0

When parsing this string:

import re
s = 'hello how are you? {{foo;;[[1;;2;;3]];;bar;;[[0;;2;;3]]}} im okay {{ABC;;DEF;;[[10;;11]]}}'
for m in re.findall(r'{{(.*?)}}', s):
    print('curly brackets: ', m)
    L = m.split(';;')
    print(L) 

The m.split(';;') should give this:

['foo', '[[1;;2;;3]]', 'bar', '[[0;;2;;3]]']

instead of:

['foo', '[[1', '2', '3]]', 'bar', '[[0', '2', '3]]']
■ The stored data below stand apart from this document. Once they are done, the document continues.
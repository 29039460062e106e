//! Session configuration and device quirks.
//!
//! Quirks are a closed set of typed keys. Hosts that keep configuration as
//! `KEY=VALUE` strings go through [`SessionConfig::apply_quirk`], which
//! rejects anything it does not recognize.

use std::fmt;
use std::ops::RangeInclusive;
use std::str::FromStr;

use anyhow::Result;
use serde::{Deserialize, Serialize};
use thiserror::Error;

use crate::protocol::ProtocolFamily;
use crate::protocol::constants::{FW_PAGE_SIZE, ISP_DATA_BLOCKSIZE};
use crate::retry::RetryPolicy;

#[derive(Error, Debug, Clone, PartialEq, Eq)]
pub enum ConfigError {
    #[error("Unknown quirk key '{0}'")]
    UnknownQuirk(String),

    #[error("Invalid value '{value}' for quirk {key}")]
    InvalidQuirkValue { key: QuirkKey, value: String },

    #[error("Malformed quirk '{0}', expected KEY=VALUE")]
    MalformedQuirk(String),

    #[error("Block size {block_size} outside {min}..={max} for the {family} family")]
    BlockSize {
        family: ProtocolFamily,
        block_size: u16,
        min: u16,
        max: u16,
    },

    #[error("{name} poll needs at least one attempt")]
    EmptyPolicy { name: &'static str },
}

/// Recognized quirk keys.
#[derive(Debug, Clone, Copy, PartialEq, Eq)]
pub enum QuirkKey {
    /// Number of 64-byte pages the touchpad flash holds.
    ElantpIcPageCount,
}

impl QuirkKey {
    pub fn as_str(&self) -> &'static str {
        match self {
            QuirkKey::ElantpIcPageCount => "ElantpIcPageCount",
        }
    }
}

impl fmt::Display for QuirkKey {
    fn fmt(&self, f: &mut fmt::Formatter<'_>) -> fmt::Result {
        f.write_str(self.as_str())
    }
}

impl FromStr for QuirkKey {
    type Err = ConfigError;

    fn from_str(s: &str) -> Result<Self, Self::Err> {
        match s {
            "ElantpIcPageCount" => Ok(QuirkKey::ElantpIcPageCount),
            other => Err(ConfigError::UnknownQuirk(other.to_string())),
        }
    }
}

/// Parse a decimal or `0x`-prefixed hex integer no larger than `max`.
fn parse_bounded(value: &str, max: u64) -> Option<u64> {
    let value = value.trim();
    let parsed = match value
        .strip_prefix("0x")
        .or_else(|| value.strip_prefix("0X"))
    {
        Some(hex) => u64::from_str_radix(hex, 16).ok()?,
        None => value.parse::<u64>().ok()?,
    };
    (parsed <= max).then_some(parsed)
}

/// Configuration for one device session.
///
/// Unset policies and sizes fall back to the family defaults.
#[derive(Debug, Clone, PartialEq, Eq, Serialize, Deserialize)]
#[serde(deny_unknown_fields)]
pub struct SessionConfig {
    /// Protocol family of the device.
    pub family: ProtocolFamily,
    /// Per-step status polling.
    #[serde(default, skip_serializing_if = "Option::is_none")]
    pub status_poll: Option<RetryPolicy>,
    /// Confirmation that the device left normal mode.
    #[serde(default, skip_serializing_if = "Option::is_none")]
    pub detach_poll: Option<RetryPolicy>,
    /// Bytes per streamed block.
    #[serde(default, skip_serializing_if = "Option::is_none")]
    pub block_size: Option<u16>,
    /// Flash capacity in firmware pages, from `ElantpIcPageCount`.
    #[serde(default, skip_serializing_if = "Option::is_none")]
    pub ic_page_count: Option<u16>,
}

impl SessionConfig {
    pub fn new(family: ProtocolFamily) -> Self {
        Self {
            family,
            status_poll: None,
            detach_poll: None,
            block_size: None,
            ic_page_count: None,
        }
    }

    /// Load configuration from a TOML file
    pub fn load_from_file<P: AsRef<std::path::Path>>(path: P) -> Result<Self> {
        let content = std::fs::read_to_string(path)?;
        let config: SessionConfig = toml::from_str(&content)?;
        config.validate()?;
        Ok(config)
    }

    /// Save configuration to a TOML file
    pub fn save_to_file<P: AsRef<std::path::Path>>(&self, path: P) -> Result<()> {
        let content = toml::to_string_pretty(self)?;
        std::fs::write(path, content)?;
        Ok(())
    }

    pub fn status_policy(&self) -> RetryPolicy {
        self.status_poll.unwrap_or(match self.family {
            ProtocolFamily::Opcode => RetryPolicy::new(4200, 3),
            ProtocolFamily::Register => RetryPolicy::new(100, 10),
        })
    }

    pub fn detach_policy(&self) -> RetryPolicy {
        self.detach_poll.unwrap_or(match self.family {
            ProtocolFamily::Opcode => RetryPolicy::new(100, 3),
            ProtocolFamily::Register => RetryPolicy::new(20, 30),
        })
    }

    pub fn block_size(&self) -> u16 {
        self.block_size
            .unwrap_or(*block_size_range(self.family).end())
    }

    /// Apply one quirk, replacing any earlier value.
    pub fn apply_quirk(&mut self, key: &str, value: &str) -> Result<(), ConfigError> {
        let key: QuirkKey = key.trim().parse()?;
        match key {
            QuirkKey::ElantpIcPageCount => {
                let count = parse_bounded(value, u16::MAX as u64).ok_or_else(|| {
                    ConfigError::InvalidQuirkValue {
                        key,
                        value: value.to_string(),
                    }
                })?;
                self.ic_page_count = Some(count as u16);
            }
        }
        Ok(())
    }

    /// Apply a quirk given as `KEY=VALUE`.
    pub fn apply_quirk_str(&mut self, quirk: &str) -> Result<(), ConfigError> {
        let (key, value) = quirk
            .split_once('=')
            .ok_or_else(|| ConfigError::MalformedQuirk(quirk.to_string()))?;
        self.apply_quirk(key, value)
    }

    /// Check policies and block size against the family.
    pub fn validate(&self) -> Result<(), ConfigError> {
        if self.status_policy().max_attempts == 0 {
            return Err(ConfigError::EmptyPolicy { name: "Status" });
        }
        if self.detach_policy().max_attempts == 0 {
            return Err(ConfigError::EmptyPolicy { name: "Detach" });
        }
        let range = block_size_range(self.family);
        let block_size = self.block_size();
        if !range.contains(&block_size) {
            return Err(ConfigError::BlockSize {
                family: self.family,
                block_size,
                min: *range.start(),
                max: *range.end(),
            });
        }
        Ok(())
    }
}

/// Block sizes a family's devices accept.
///
/// Opcode blocks share a 32-byte ISP packet with the two address bytes;
/// register blocks are whole firmware pages.
pub fn block_size_range(family: ProtocolFamily) -> RangeInclusive<u16> {
    match family {
        ProtocolFamily::Opcode => 1..=ISP_DATA_BLOCKSIZE,
        ProtocolFamily::Register => FW_PAGE_SIZE as u16..=FW_PAGE_SIZE as u16,
    }
}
How to modify the split to do this?

Basj
  • 41,386
  • 99
  • 383
  • 673
  • 1
    See https://ideone.com/Mz6NxU – Wiktor Stribiżew Apr 13 '20 at 19:10
  • Regular expressions are not ideal parsers. You can many arbitrarily complicated things (see https://github.com/Davidebyzero/RegexGolf/blob/master/regex%20for%20matching%20multiplication%20-%20factoring%20method.txt) but the question better suited for code golf than stackoverflow. – Cireo Apr 13 '20 at 19:12
  • Thanks a lot! Since it's a lit bit different than the duplicate @WiktorStribiżew, could you post it as an answer? It would be great for future reference. – Basj Apr 13 '20 at 19:12
  • (@WiktorStribiżew Comments tend to be cleared sometimes) – Basj Apr 13 '20 at 19:12
  • It is always the same: `char` + `(?![^OPEN-CLOSE-DEL-CHARS]*DEL-CHAR)`. No need to multiply the same kind of knowledge. – Wiktor Stribiżew Apr 13 '20 at 19:19
  • 1
    @WiktorStribiżew For such complicated things, multiple examples are often welcome to understand the concept. – Basj Apr 13 '20 at 19:20

1 Answers1

3

You may use this split with a negative lookahead:

L = re.split(r';;(?![^[]*])', m)

Here it will split on ;; with a negative lookahead (?![^[]*]) which means on right hand side there should not be a ] after 0 or more non-[ characters, thus ignore matching ;; inside [...].

Note that this assumes [ and ] are balanced and unescaped.

anubhava
  • 761,203
  • 64
  • 569
  • 643